Ok, so what is a design brief? Well for the people who aren’t in the know, have a read of this post and hopefully you’ll have a better understanding. First off lets define it though:
A design brief is a written explanation which is given to a designer which helps to outlining the aims, objectives and milestones of a design project. A detailed and communicative design brief is a crucial part of the design process. It helps develop a bond and clear understanding between a client and a designer and works as a point of reference for all involved.
With that hopefully giving you the general idea, it’s time to take your hand and walk you through the procedure of the ultimate Strafe Creative design brief!
The starting point – Your company profile
Start your design brief with a simple short bio of your company. People under estimate how important this can be, make sure to spend time on this and don’t assume that the designer will necessarily know or even understand anything about your industry or sector.
What your designer needs to know:
- What your organisation does
- How long you have been established and how many staff you employ
- What your niche market is
- How you fit in to your industry sector
- Why was the company set up
Clear goals are what are needed in this section; remember that the overall design can have a huge influence on the success of a company’s marketing strategy, so clear set goals are key.
Examples of this would be:
- Gain exposure/PR
- Generate sales?
- New products/services
- Encourage enquiries?
- Gain newsletter subscribers?
- Obtain information from your audience?
- Encourage them to tell a friend?
Right we’re doing well so far, let’s move onto……
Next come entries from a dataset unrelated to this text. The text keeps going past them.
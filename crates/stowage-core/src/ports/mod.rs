//! Ports - 抽象化レイヤー
//!
//! このモジュールは Hexagonal Architecture の「ポート」を定義します。
//! core（scheduler / job / orchestrator）は外部のストア・ダンプツール・
//! ログ出力にこれらの trait 経由でのみアクセスします。

pub mod artifact_store;
pub mod clock;
pub mod event_sink;
pub mod id_generator;
pub mod producer;

// 主要な trait を再エクスポート
pub use self::artifact_store::ArtifactStore;
pub use self::clock::{Clock, FixedClock, SystemClock};
pub use self::event_sink::{EventSink, NoopEventSink};
pub use self::id_generator::{IdGenerator, UlidGenerator};
pub use self::producer::Producer;
//! テスト用 HTTP スタブ（`127.0.0.1:0` で待ち受ける axum サーバー）
//!
//! 応答は `(method, path) -> (status, body)` のクロージャで決める。
//! 受けたリクエストは `"METHOD /path"` の形で記録する。

use std::sync::{Arc, Mutex, PoisonError};

use axum::Router;
use axum::extract::State;
use axum::http::{Method, StatusCode, Uri};
use tokio::sync::oneshot;

type Respond = dyn Fn(&str, &str) -> (u16, String) + Send + Sync;

#[derive(Clone)]
struct StubState {
    respond: Arc<Respond>,
    seen: Arc<Mutex<Vec<String>>>,
}

pub(crate) struct StubServer {
    base_url: String,
    seen: Arc<Mutex<Vec<String>>>,
    shutdown_tx: Option<oneshot::Sender<()>>,
    _task: tokio::task::JoinHandle<()>,
}

impl StubServer {
    pub(crate) async fn start<F>(respond: F) -> Self
    where
        F: Fn(&str, &str) -> (u16, String) + Send + Sync + 'static,
    {
        let state = StubState {
            respond: Arc::new(respond),
            seen: Arc::default(),
        };
        let seen = state.seen.clone();
        let app = Router::new().fallback(handle).with_state(state);

        let listener = tokio::net::TcpListener::bind("127.0.0.1:0")
            .await
            .expect("bind stub listener");
        let base_url = format!("http://{}", listener.local_addr().expect("stub address"));
        let (shutdown_tx, shutdown_rx) = oneshot::channel::<()>();
        let task = tokio::spawn(async move {
            let server = axum::serve(listener, app).with_graceful_shutdown(async move {
                let _ = shutdown_rx.await;
            });
            let _ = server.await;
        });

        Self {
            base_url,
            seen,
            shutdown_tx: Some(shutdown_tx),
            _task: task,
        }
    }

    pub(crate) fn url(&self) -> &str {
        &self.base_url
    }

    /// Requests received so far, in arrival order.
    pub(crate) fn requests(&self) -> Vec<String> {
        self.seen
            .lock()
            .unwrap_or_else(PoisonError::into_inner)
            .clone()
    }
}

impl Drop for StubServer {
    fn drop(&mut self) {
        if let Some(tx) = self.shutdown_tx.take() {
            let _ = tx.send(());
        }
    }
}

async fn handle(State(state): State<StubState>, method: Method, uri: Uri) -> (StatusCode, String) {
    let path = uri.path();
    state
        .seen
        .lock()
        .unwrap_or_else(PoisonError::into_inner)
        .push(format!("{method} {path}"));
    let (status, body) = (state.respond)(method.as_str(), path);
    (
        StatusCode::from_u16(status).unwrap_or(StatusCode::INTERNAL_SERVER_ERROR),
        body,
    )
}
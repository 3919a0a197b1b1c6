//! BackupEvent - core が EventSink に流す構造化イベント
//!
//! プロセス全体のロガーは使わず、各コンポーネントは注入された EventSink に
//! イベントを渡すだけにする。

use serde::Serialize;

use super::ids::{JobId, RunId};
use super::job::JobState;
use super::remote_path::RemotePath;
use super::target::TargetName;

#[derive(Debug, Clone, PartialEq, Serialize)]
#[serde(tag = "event", rename_all = "snake_case")]
pub enum BackupEvent {
    RunStarted {
        run_id: RunId,
        jobs: usize,
        parallelism: usize,
    },
    JobStateChanged {
        job_id: JobId,
        target: TargetName,
        from: JobState,
        to: JobState,
    },
    ArtifactProduced {
        job_id: JobId,
        target: TargetName,
        file_name: String,
        bytes: u64,
    },
    ArtifactUploaded {
        job_id: JobId,
        target: TargetName,
        path: RemotePath,
    },
    RetentionEvaluated {
        job_id: JobId,
        target: TargetName,
        matched: usize,
        max_backups: usize,
        to_delete: usize,
    },
    ArtifactPruned {
        job_id: JobId,
        target: TargetName,
        path: RemotePath,
    },
    CleanupFailed {
        job_id: JobId,
        target: TargetName,
        path: RemotePath,
        error: String,
    },
    /// 今回 upload した artifact 自身が削除対象に入った。
    /// alternate prefix が primary より辞書順で後ろにあると起きる。
    UploadSelectedForPruning {
        job_id: JobId,
        target: TargetName,
        path: RemotePath,
    },
    JobFinished {
        job_id: JobId,
        target: TargetName,
        success: bool,
        error: Option<String>,
    },
    RunFinished {
        run_id: RunId,
        succeeded: usize,
        failed: usize,
    },
}

impl BackupEvent {
    /// Warnings and failures that should stand out in logs.
    pub fn is_problem(&self) -> bool {
        match self {
            BackupEvent::CleanupFailed { .. } => true,
            BackupEvent::UploadSelectedForPruning { .. } => true,
            BackupEvent::JobFinished { success, .. } => !success,
            BackupEvent::RunFinished { failed, .. } => *failed > 0,
            _ => false,
        }
    }
}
Target audience/ demographic
Detail your most important types of clients. (or if you’re feeling clever this is called: primary, secondary and tertiary audiences.)Make sure to detail information regarding your current client base and if you’re looking to move into new markets or not.
If you have details on any demographic figures regarding your target demographic that may be useful to the designer. Another good way work out this is to sit down and write up what you perfect client would be, even going into the minor details will help the designer. These may include:
- Brands they would like
The company’s budget and time scale
Most people aren’t always comfortable telling their designer the budget they have in mind for a project but a ball-park figure allows the designer to scale a marketing strategy (and therefore the price) around your company’s budget.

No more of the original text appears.